YOUR OBJECTIVE: All lines from the one with "fn compute(&self, bars: &[PriceBar])" through the final line below are to be reproduced exactly; omit the others.
##### DATA SUPPLIED #####
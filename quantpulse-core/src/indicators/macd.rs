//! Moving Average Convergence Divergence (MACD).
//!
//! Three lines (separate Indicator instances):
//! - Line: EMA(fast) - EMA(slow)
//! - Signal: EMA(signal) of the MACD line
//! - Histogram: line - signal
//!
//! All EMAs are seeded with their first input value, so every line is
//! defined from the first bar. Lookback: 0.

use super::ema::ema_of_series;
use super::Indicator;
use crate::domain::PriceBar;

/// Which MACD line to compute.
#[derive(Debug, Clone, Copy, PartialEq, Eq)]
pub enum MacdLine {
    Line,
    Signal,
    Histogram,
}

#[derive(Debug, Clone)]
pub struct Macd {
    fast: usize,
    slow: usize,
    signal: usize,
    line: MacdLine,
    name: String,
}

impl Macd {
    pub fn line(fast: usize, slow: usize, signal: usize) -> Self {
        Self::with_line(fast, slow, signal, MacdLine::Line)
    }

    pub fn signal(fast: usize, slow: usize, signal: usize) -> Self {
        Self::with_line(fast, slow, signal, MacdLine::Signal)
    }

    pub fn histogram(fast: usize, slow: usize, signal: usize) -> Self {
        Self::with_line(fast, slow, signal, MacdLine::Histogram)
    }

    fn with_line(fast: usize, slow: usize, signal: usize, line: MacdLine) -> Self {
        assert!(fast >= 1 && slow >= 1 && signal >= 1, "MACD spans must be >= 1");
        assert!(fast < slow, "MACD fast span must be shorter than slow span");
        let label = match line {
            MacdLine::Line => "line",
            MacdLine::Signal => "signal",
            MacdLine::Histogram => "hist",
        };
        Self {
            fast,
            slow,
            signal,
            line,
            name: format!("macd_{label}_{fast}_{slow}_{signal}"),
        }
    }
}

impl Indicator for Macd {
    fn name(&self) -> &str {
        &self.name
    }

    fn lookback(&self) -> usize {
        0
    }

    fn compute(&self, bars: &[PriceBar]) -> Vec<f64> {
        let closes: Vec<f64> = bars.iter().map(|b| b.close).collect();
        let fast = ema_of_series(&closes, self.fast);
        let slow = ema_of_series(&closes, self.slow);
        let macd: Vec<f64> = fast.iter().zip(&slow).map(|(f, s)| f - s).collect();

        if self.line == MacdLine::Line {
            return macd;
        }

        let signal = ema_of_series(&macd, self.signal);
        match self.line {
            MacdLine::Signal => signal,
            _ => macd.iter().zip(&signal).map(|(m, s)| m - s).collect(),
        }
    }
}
#####
ANSWER SPACE:
    fn compute(&self, bars: &[PriceBar]) -> Vec<f64> {
        let closes: Vec<f64> = bars.iter().map(|b| b.close).collect();
        let fast = ema_of_series(&closes, self.fast);
        let slow = ema_of_series(&closes, self.slow);
        let macd: Vec<f64> = fast.iter().zip(&slow).map(|(f, s)| f - s).collect();

        if self.line == MacdLine::Line {
            return macd;
        }

        let signal = ema_of_series(&macd, self.signal);
        match self.line {
            MacdLine::Signal => signal,
            _ => macd.iter().zip(&signal).map(|(m, s)| m - s).collect(),
        }
    }
}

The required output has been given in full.